La imagen de la Iglesia que hemos captado en estos breves apuntes sobre la “Nueva Iglesia” o la “Iglesia resucitada”, la Ciudad Nueva que nos ha ido presentando el libro del Apocalipsis, resulta realmente encantadora. Lo que en efecto pretendía este libro profético era precisamente poner ante los ojos de los cristianos, víctimas de la persecución y el sufrimiento, la Iglesia esplendorosa, obra de las manos de Dios, nacida de Jesucristo, habitada y animada por el Espíritu. Esta Iglesia no debía sólo constituir un espectáculo para satisfacer los sentidos, a manera de compensación del sufrimiento presente, sino ante todo había de ser acogida como una promesa real. Una promesa cumplida por la gracia de Dios y alcanzada por los esforzados en la lucha diaria.
Con solo mirar esta Iglesia uno siente nuevos ánimos para seguir adelante. Pero aún hay que recordar un estímulo, un motor más potente y eficaz, para continuar caminando. Esta Iglesia, la única Iglesia del futuro resplandeciente y la del presente entre luces y sombras, merece ser amada.

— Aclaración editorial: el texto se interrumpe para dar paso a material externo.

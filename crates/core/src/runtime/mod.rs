mod clock;
mod scheduler;
mod shutdown;

pub use clock::SimulationClock;
pub use scheduler::{Runtime, RuntimeError, RuntimeTask};
pub use shutdown::ShutdownGuard;
pub use crate::types::DashboardStatus;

Merece ser amada, ¿por qué? El amor no entiende solo de simples “razones”, sino que obedece la captación de la belleza del objeto amado. Nos referimos al amor cristiano, que no es ciego, pero que va más allá de fríos razonamientos o de conclusiones “necesarias”.

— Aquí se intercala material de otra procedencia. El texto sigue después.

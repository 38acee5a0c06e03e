use ratatui::Frame;
use ratatui::layout::{Constraint, Direction, Layout, Position, Rect};
use ratatui::style::{Color, Modifier, Style, Stylize};
use ratatui::symbols;
use ratatui::text::{Line, Span};
use ratatui::widgets::{
    Axis, Block, Borders, Cell, Chart, Clear, Dataset, Gauge, GraphType, Paragraph, Row, Table, Wrap,
};
use unicode_width::UnicodeWidthStr;

use robobat_core::battery::forecast::{self, LevelBand};
use robobat_core::types::{BatteryStatus, Severity};
use robobat_logs::source::LogStatus;

use crate::tui::{App, LogsView, Page, Theme};

/// Colours for one theme.
struct Palette {
    bg: Color,
    fg: Color,
    muted: Color,
    accent: Color,
    good: Color,
    fair: Color,
    critical: Color,
    voltage: Color,
}

impl Palette {
    fn for_theme(theme: Theme) -> Self {
        match theme {
            Theme::Dark => Self {
                bg: Color::Rgb(30, 30, 47),
                fg: Color::Rgb(230, 230, 230),
                muted: Color::Rgb(136, 136, 136),
                accent: Color::Rgb(225, 78, 202),
                good: Color::Rgb(66, 184, 131),
                fair: Color::Rgb(241, 196, 15),
                critical: Color::Rgb(231, 76, 60),
                voltage: Color::Rgb(0, 210, 255),
            },
            Theme::Light => Self {
                bg: Color::Rgb(244, 245, 250),
                fg: Color::Rgb(34, 42, 66),
                muted: Color::Rgb(110, 110, 120),
                accent: Color::Rgb(186, 54, 166),
                good: Color::Rgb(40, 140, 96),
                fair: Color::Rgb(196, 150, 0),
                critical: Color::Rgb(200, 50, 40),
                voltage: Color::Rgb(0, 130, 180),
            },
        }
    }

    fn band(&self, band: LevelBand) -> Color {
        match band {
            LevelBand::Good => self.good,
            LevelBand::Fair => self.fair,
            LevelBand::Critical => self.critical,
        }
    }

    fn severity(&self, severity: Severity) -> Color {
        match severity {
            Severity::Success => self.good,
            Severity::Warning => self.fair,
            Severity::Error => self.critical,
        }
    }

    fn block<'a>(&self, title: &'a str) -> Block<'a> {
        Block::default()
            .borders(Borders::ALL)
            .border_style(Style::default().fg(self.muted))
            .title(Span::styled(title, Style::default().fg(self.fg).bold()))
    }
}

pub fn draw(f: &mut Frame, app: &App) {
    let p = Palette::for_theme(app.theme);
    f.render_widget(Block::default().style(Style::default().bg(p.bg).fg(p.fg)), f.area());

    let cols = Layout::default()
        .direction(Direction::Horizontal)
        .constraints([Constraint::Length(22), Constraint::Min(30)])
        .split(f.area());
    let rows = Layout::default()
        .direction(Direction::Vertical)
        .constraints([Constraint::Min(1), Constraint::Length(1)])
        .split(cols[1]);

    draw_sidebar(f, app, &p, cols[0]);
    match app.page {
        Page::Dashboard => draw_dashboard(f, app, &p, rows[0]),
        Page::Logs => draw_logs(f, app, &p, rows[0]),
        Page::System => draw_system(f, app, &p, rows[0]),
    }
    draw_status(f, app, &p, rows[1]);
    draw_toasts(f, app, &p, f.area());
}

fn draw_sidebar(f: &mut Frame, app: &App, p: &Palette, area: Rect) {
    let mut lines = vec![
        Line::from(vec![
            Span::styled("RoboBat ", Style::default().fg(p.fg).bold()),
            Span::styled("PRO", Style::default().fg(p.accent)),
        ]),
        Line::default(),
    ];
    for (i, page) in Page::ALL.iter().enumerate() {
        let label = format!(" {} {} ", i + 1, page.title());
        let style = if *page == app.page {
            Style::default().fg(p.bg).bg(p.accent).bold()
        } else {
            Style::default().fg(p.muted)
        };
        lines.push(Line::from(Span::styled(label, style)));
    }
    f.render_widget(Paragraph::new(lines).block(p.block(" nav ")), area);
}

fn draw_status(f: &mut Frame, app: &App, p: &Palette, area: Rect) {
    let s = &app.status;
    let theme = match app.theme {
        Theme::Dark => "dark",
        Theme::Light => "light",
    };
    let text = format!(
        " tick {}  |  level {:.1}%  |  threshold {}%  |  {} theme  |  Tab pages  Esc dismiss  Ctrl+C quit",
        s.tick_count, s.battery.level, s.threshold, theme
    );
    f.render_widget(
        Paragraph::new(Line::from(Span::styled(text, Style::default().fg(p.muted)))),
        area,
    );
}

// ── Dashboard ──

fn draw_dashboard(f: &mut Frame, app: &App, p: &Palette, area: Rect) {
    let chunks = Layout::default()
        .direction(Direction::Vertical)
        .constraints([
            Constraint::Length(1),
            Constraint::Length(3),
            Constraint::Length(4),
            Constraint::Min(8),
        ])
        .split(area);

    let battery = &app.status.battery;
    let header = Line::from(vec![
        Span::styled("System status", Style::default().fg(p.fg).bold()),
        Span::raw("    "),
        Span::styled(
            format!("Time to empty: {}", forecast::format_remaining(app.status.time_to_empty)),
            Style::default().fg(p.accent),
        ),
    ]);
    f.render_widget(Paragraph::new(header), chunks[0]);

    let band_color = p.band(LevelBand::from_level(battery.level));
    let gauge = Gauge::default()
        .block(p.block(" charge "))
        .gauge_style(Style::default().fg(band_color).bg(p.bg))
        .ratio((battery.level / 100.0).clamp(0.0, 1.0))
        .label(Span::styled(
            format!("{:.1}%", battery.level),
            Style::default().fg(p.fg).add_modifier(Modifier::BOLD),
        ));
    f.render_widget(gauge, chunks[1]);

    let stats = Layout::default()
        .direction(Direction::Horizontal)
        .constraints([Constraint::Ratio(1, 3); 3])
        .split(chunks[2]);
    let temp_color = if forecast::is_overheated(battery.temperature) { p.critical } else { p.fg };
    let status_color = match battery.status {
        BatteryStatus::Active => p.good,
        BatteryStatus::LowBattery => p.critical,
        BatteryStatus::Charging => p.voltage,
    };
    stat_box(f, p, stats[0], " Voltage ", format!("{:.2} V", battery.voltage), p.voltage);
    stat_box(f, p, stats[1], " Temperature ", format!("{:.1}°C", battery.temperature), temp_color);
    stat_box(f, p, stats[2], " Status ", battery.status.to_string(), status_color);

    draw_chart(f, app, p, chunks[3]);
}

fn stat_box(f: &mut Frame, p: &Palette, area: Rect, title: &str, value: String, color: Color) {
    let para = Paragraph::new(Line::from(Span::styled(value, Style::default().fg(color).bold())))
        .block(p.block(title));
    f.render_widget(para, area);
}

fn draw_chart(f: &mut Frame, app: &App, p: &Palette, area: Rect) {
    let history = &app.status.history;
    let points: Vec<(f64, f64)> = history
        .iter()
        .enumerate()
        .map(|(i, s)| (i as f64, s.level))
        .collect();
    let x_max = (points.len().max(2) - 1) as f64;

    let first = history.first().map(|s| s.timestamp_label.clone()).unwrap_or_default();
    let last = history.last().map(|s| s.timestamp_label.clone()).unwrap_or_default();

    let dataset = Dataset::default()
        .marker(symbols::Marker::Braille)
        .graph_type(GraphType::Line)
        .style(Style::default().fg(p.accent))
        .data(&points);

    let chart = Chart::new(vec![dataset])
        .block(p.block(" Discharge dynamics (real-time) "))
        .x_axis(
            Axis::default()
                .style(Style::default().fg(p.muted))
                .bounds([0.0, x_max])
                .labels(vec![Span::raw(first), Span::raw(last)]),
        )
        .y_axis(
            Axis::default()
                .style(Style::default().fg(p.muted))
                .bounds([0.0, 100.0])
                .labels(vec![Span::raw("0"), Span::raw("50"), Span::raw("100")]),
        );
    f.render_widget(chart, area);
}

// ── Logs ──

fn draw_logs(f: &mut Frame, app: &App, p: &Palette, area: Rect) {
    let block = p.block(" Event log (Server API) ");
    let entries = match &app.logs {
        LogsView::Loading => {
            let para = Paragraph::new(Span::styled("Fetching data...", Style::default().fg(p.muted).dim()))
                .block(block);
            f.render_widget(para, area);
            return;
        }
        LogsView::Loaded(entries) => entries,
    };

    let header = Row::new(vec!["Time", "Event", "Operator", "Status"])
        .style(Style::default().fg(p.muted).bold());
    let rows = entries.iter().map(|e| {
        let badge = match e.status {
            LogStatus::Ok => p.good,
            LogStatus::Warning => p.fair,
        };
        Row::new(vec![
            Cell::from(e.time.clone()),
            Cell::from(e.event.clone()),
            Cell::from(e.operator.clone()),
            Cell::from(Span::styled(e.status.to_string(), Style::default().fg(badge).bold())),
        ])
    });
    let table = Table::new(
        rows,
        [
            Constraint::Length(7),
            Constraint::Min(20),
            Constraint::Length(18),
            Constraint::Length(9),
        ],
    )
    .header(header)
    .block(block);
    f.render_widget(table, area);
}

// ── System ──

fn draw_system(f: &mut Frame, app: &App, p: &Palette, area: Rect) {
    let chunks = Layout::default()
        .direction(Direction::Vertical)
        .constraints([
            Constraint::Length(3),
            Constraint::Length(4),
            Constraint::Length(3),
            Constraint::Min(3),
        ])
        .split(area);

    let theme_hint = match app.theme {
        Theme::Dark => "Ctrl+T  switch to light theme",
        Theme::Light => "Ctrl+T  switch to dark theme",
    };
    f.render_widget(
        Paragraph::new(Span::styled(theme_hint, Style::default().fg(p.fg))).block(p.block(" Appearance ")),
        chunks[0],
    );

    let prefix = "Threshold %: ";
    let form = vec![
        Line::from(vec![
            Span::styled(prefix, Style::default().fg(p.muted)),
            Span::styled(app.input.as_str(), Style::default().fg(p.fg).bold()),
        ]),
        Line::from(Span::styled(
            format!("Enter to save (current {}%)", app.status.threshold),
            Style::default().fg(p.muted).dim(),
        )),
    ];
    f.render_widget(Paragraph::new(form).block(p.block(" Safety parameters ")), chunks[1]);

    let cursor_w = prefix.width() + app.input[..app.cursor].width();
    f.set_cursor_position(Position::new(
        chunks[1].x + 1 + cursor_w as u16,
        chunks[1].y + 1,
    ));

    f.render_widget(
        Paragraph::new(Span::styled("Ctrl+R  FULL RECHARGE", Style::default().fg(p.critical).bold()))
            .block(p.block(" Emergency power ")),
        chunks[2],
    );

    let cfg_lines: Vec<Line> = app
        .config_entries
        .iter()
        .map(|(key, value, desc)| {
            Line::from(vec![
                Span::styled(format!("{key:<26}"), Style::default().fg(p.fg)),
                Span::styled(format!("{value:<8}"), Style::default().fg(p.accent)),
                Span::styled(*desc, Style::default().fg(p.muted)),
            ])
        })
        .collect();
    f.render_widget(
        Paragraph::new(cfg_lines)
            .wrap(Wrap { trim: true })
            .block(p.block(" Simulation (ROBOBAT_* env) ")),
        chunks[3],
    );
}

// ── Toasts ──

fn draw_toasts(f: &mut Frame, app: &App, p: &Palette, area: Rect) {
    const WIDTH: u16 = 44;
    const HEIGHT: u16 = 3;
    if app.toasts.is_empty() || area.width < WIDTH || area.height < HEIGHT + 1 {
        return;
    }

    // newest at the bottom, stacked upward above the status line
    let mut y = area.bottom().saturating_sub(1 + HEIGHT);
    for toast in app.toasts.iter().rev() {
        if y < area.y {
            break;
        }
        let rect = Rect::new(area.right() - WIDTH, y, WIDTH, HEIGHT);
        let color = p.severity(toast.notification.severity);
        let block = Block::default()
            .borders(Borders::ALL)
            .border_style(Style::default().fg(color))
            .style(Style::default().bg(p.bg));
        f.render_widget(Clear, rect);
        f.render_widget(
            Paragraph::new(Span::styled(toast.notification.message.as_str(), Style::default().fg(p.fg)))
                .block(block),
            rect,
        );
        match y.checked_sub(HEIGHT) {
            Some(next) => y = next,
            None => break,
        }
    }
}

Ya hemos aludido a la belleza y la armonía de la Iglesia. Decíamos que la Iglesia ofrecía todo su atractivo cuando, atravesada por la luz del Espíritu se mostraba una en infinita pluralidad de colores, tonalidades y formas. E insistíamos en que el amor hacia ella era sincero, realista y clarividente.

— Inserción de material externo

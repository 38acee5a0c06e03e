use serde::{Deserialize, Serialize};
use std::collections::HashMap;
use std::str::FromStr;
use std::time::Duration;

/// Environment variable prefix for overrides, e.g. `ROBOBAT_TICK_MS=250`.
pub const ENV_PREFIX: &str = "ROBOBAT_";
/// Longest accepted tick period (one hour).
pub const MAX_TICK_MS: u64 = 3_600_000;

/// How threshold notifications are gated.
#[derive(Debug, Clone, Copy, PartialEq, Eq, Serialize, Deserialize)]
pub enum GateMode {
    /// Fire when the new level equals the threshold exactly.
    Exact,
    /// Fire when the level moves from at-or-above to below the threshold.
    Crossing,
}

impl FromStr for GateMode {
    type Err = ();

    fn from_str(s: &str) -> Result<Self, Self::Err> {
        match s.trim().to_ascii_lowercase().as_str() {
            "exact" => Ok(Self::Exact),
            "crossing" => Ok(Self::Crossing),
            _ => Err(()),
        }
    }
}

/// All simulation parameters. Defaults reproduce the reference dashboard.
#[derive(Debug, Clone, Serialize, Deserialize)]
pub struct SimCfg {
    // clock
    pub tick_ms: u64,

    // battery model
    pub drain_per_tick: f64,
    pub initial_level: f64,
    pub initial_temperature: f64,
    pub temperature_jitter: f64,

    // alerts
    pub threshold: f64,
    pub gate_mode: GateMode,

    // history
    pub history_capacity: usize,
    pub clear_history_on_recharge: bool,

    // channels
    pub notification_buffer: usize,
}

impl Default for SimCfg {
    fn default() -> Self {
        Self {
            tick_ms: 1000,
            drain_per_tick: 0.5,
            initial_level: 100.0,
            initial_temperature: 35.0,
            temperature_jitter: 0.5,
            threshold: 20.0,
            gate_mode: GateMode::Exact,
            history_capacity: 20,
            clear_history_on_recharge: false,
            notification_buffer: 64,
        }
    }
}

impl SimCfg {
    /// Defaults overridden by `ROBOBAT_*` environment variables.
    pub fn from_env() -> Self {
        let map: HashMap<String, String> = std::env::vars()
            .filter_map(|(k, v)| {
                k.strip_prefix(ENV_PREFIX)
                    .map(|key| (key.to_ascii_lowercase(), v))
            })
            .collect();
        let cfg = Self::from_map(&map);
        tracing::debug!(overrides = map.len(), ?cfg, "simulation config loaded");
        cfg
    }

    /// Build from a key/value map. Missing or unparsable values keep their default.
    /// Floats must be finite; `drain_per_tick` must also be positive.
    pub fn from_map(m: &HashMap<String, String>) -> Self {
        let d = Self::default();
        let drain = get_f64(m, "drain_per_tick", d.drain_per_tick);
        Self {
            tick_ms: get_or(m, "tick_ms", d.tick_ms).clamp(1, MAX_TICK_MS),
            drain_per_tick: if drain > 0.0 { drain } else { d.drain_per_tick },
            initial_level: get_f64(m, "initial_level", d.initial_level).clamp(0.0, 100.0),
            initial_temperature: get_f64(m, "initial_temperature", d.initial_temperature),
            temperature_jitter: get_f64(m, "temperature_jitter", d.temperature_jitter).abs(),
            threshold: get_f64(m, "threshold", d.threshold),
            gate_mode: get_or(m, "gate_mode", d.gate_mode),
            history_capacity: get_or(m, "history_capacity", d.history_capacity).max(1),
            clear_history_on_recharge: get_or(m, "clear_history_on_recharge", d.clear_history_on_recharge),
            notification_buffer: get_or(m, "notification_buffer", d.notification_buffer).max(1),
        }
    }

    pub fn tick_period(&self) -> Duration {
        Duration::from_millis(self.tick_ms)
    }

    /// Key, current value, description. Used for the settings page listing.
    pub fn to_entries(&self) -> Vec<(&'static str, String, &'static str)> {
        vec![
            ("tick_ms", self.tick_ms.to_string(), "Simulation tick period ms"),
            ("drain_per_tick", self.drain_per_tick.to_string(), "Level drained per tick"),
            ("initial_level", self.initial_level.to_string(), "Level at startup"),
            ("initial_temperature", self.initial_temperature.to_string(), "Temperature at startup"),
            ("temperature_jitter", self.temperature_jitter.to_string(), "Max temperature change per tick"),
            ("threshold", self.threshold.to_string(), "Initial low-battery threshold"),
            ("gate_mode", format!("{:?}", self.gate_mode).to_lowercase(), "Threshold alert gating"),
            ("history_capacity", self.history_capacity.to_string(), "Chart samples kept"),
            ("clear_history_on_recharge", self.clear_history_on_recharge.to_string(), "Reset chart on recharge"),
            ("notification_buffer", self.notification_buffer.to_string(), "Notification channel capacity"),
        ]
    }
}

fn get_or<T: FromStr>(map: &HashMap<String, String>, key: &str, default: T) -> T {
    map.get(key)
        .and_then(|v| v.trim().parse().ok())
        .unwrap_or(default)
}

/// Like [`get_or`], but `inf` and `NaN` also fall back.
fn get_f64(map: &HashMap<String, String>, key: &str, default: f64) -> f64 {
    let v = get_or(map, key, default);
    if v.is_finite() { v } else { default }
}

#[cfg(test)]
mod tests {
    use super::*;

    fn map(pairs: &[(&str, &str)]) -> HashMap<String, String> {
        pairs.iter().map(|(k, v)| (k.to_string(), v.to_string())).collect()
    }

    #[test]
    fn defaults_match_reference_dashboard() {
        let cfg = SimCfg::default();
        assert_eq!(cfg.tick_period(), Duration::from_secs(1));
        assert_eq!(cfg.drain_per_tick, 0.5);
        assert_eq!(cfg.threshold, 20.0);
        assert_eq!(cfg.history_capacity, 20);
        assert_eq!(cfg.gate_mode, GateMode::Exact);
        assert!(!cfg.clear_history_on_recharge);
    }

    #[test]
    fn overrides_apply() {
        let cfg = SimCfg::from_map(&map(&[
            ("tick_ms", "250"),
            ("threshold", "35.5"),
            ("gate_mode", "Crossing"),
            ("clear_history_on_recharge", "true"),
        ]));
        assert_eq!(cfg.tick_ms, 250);
        assert_eq!(cfg.threshold, 35.5);
        assert_eq!(cfg.gate_mode, GateMode::Crossing);
        assert!(cfg.clear_history_on_recharge);
    }

    #[test]
    fn bad_values_fall_back() {
        let cfg = SimCfg::from_map(&map(&[
            ("tick_ms", "fast"),
            ("gate_mode", "fuzzy"),
            ("history_capacity", "0"),
        ]));
        assert_eq!(cfg.tick_ms, 1000);
        assert_eq!(cfg.gate_mode, GateMode::Exact);
        assert_eq!(cfg.history_capacity, 1);
    }

    #[test]
    fn non_finite_floats_fall_back() {
        let cfg = SimCfg::from_map(&map(&[
            ("temperature_jitter", "inf"),
            ("drain_per_tick", "NaN"),
            ("threshold", "-inf"),
            ("initial_temperature", "nan"),
        ]));
        assert_eq!(cfg.temperature_jitter, 0.5);
        assert_eq!(cfg.drain_per_tick, 0.5);
        assert_eq!(cfg.threshold, 20.0);
        assert_eq!(cfg.initial_temperature, 35.0);
    }

    #[test]
    fn drain_must_be_positive() {
        assert_eq!(SimCfg::from_map(&map(&[("drain_per_tick", "0")])).drain_per_tick, 0.5);
        assert_eq!(SimCfg::from_map(&map(&[("drain_per_tick", "-2")])).drain_per_tick, 0.5);
        assert_eq!(SimCfg::from_map(&map(&[("drain_per_tick", "1e-20")])).drain_per_tick, 1e-20);
    }

    #[test]
    fn tick_period_is_bounded() {
        let cfg = SimCfg::from_map(&map(&[("tick_ms", "18446744073709551615")]));
        assert_eq!(cfg.tick_ms, MAX_TICK_MS);
    }

    #[test]
    fn entries_cover_every_key() {
        let entries = SimCfg::default().to_entries();
        assert_eq!(entries.len(), 10);
        assert!(entries.iter().any(|(k, v, _)| *k == "gate_mode" && v == "exact"));
    }

    #[test]
    fn serde_roundtrip_keeps_gate_mode() {
        let cfg = SimCfg { gate_mode: GateMode::Crossing, ..SimCfg::default() };
        let json = serde_json::to_string(&cfg).unwrap();
        let back: SimCfg = serde_json::from_str(&json).unwrap();
        assert_eq!(back.gate_mode, GateMode::Crossing);
    }
}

San Ignacio de Loyola introdujo al final del libro de los Ejercicios Espirituales unas reglas “Para el sentido verdadero que en la Iglesia militante debemos tener”. Sus expresiones pueden dar la impresión de que San Ignacio solo quería exhortar a la obediencia fiel a la Iglesia y su magisterio (cf. Regla 1ª y 13ª). Pero una mirada atenta descubre que estas reglas se han de entender a partir de lo que significa en la espiritualidad de San Ignacio la palabra “sentido” (“sentir”). En él esta expresión equivale a aquella sintonía del amor nacida de la fe cordial, tan importante a la hora del discernimiento. Así, estas reglas más bien se han de nombrar como “Reglas para sentir con la Iglesia”.
Más aún. Estas reglas para sentir con la Iglesia se deben entender dentro del marco del ejercicio de oración que el santo propone para la Cuarta Semana de los Ejercicios, es decir, en el contexto de las vivencias de la “Contemplación para alcanzar amor”. Es sabido que esta Cuarta Semana viene a ser una especie de compendio de los Ejercicios: tras la experiencia del encuentro con el Resucitado, el Espíritu Santo es presencia del amor de Dios en todo, en la creación, en las cosas, en la vida. Entonces, el ejercitante es llamado a alcanzar el amor de Dios más cercano y visible, despertando en él una profunda vivencia de agradecimiento y alabanza por “tanto como Dios le ha amado y le ama hoy”.
Todas estas reglas comienzan con la palabra “alabar”. Alabar las realidades más visibles de la Iglesia, los sacramentos, las personas consagradas, los ministros, las sencillas devociones, la doctrina, etc. Todas son presencia del amor de Dios, de su Espíritu y como tales son recibidas con agradecimiento. Como quien aprecia y recibe un inmenso regalo. Solo por eso la iglesia merece ser sinceramente amada.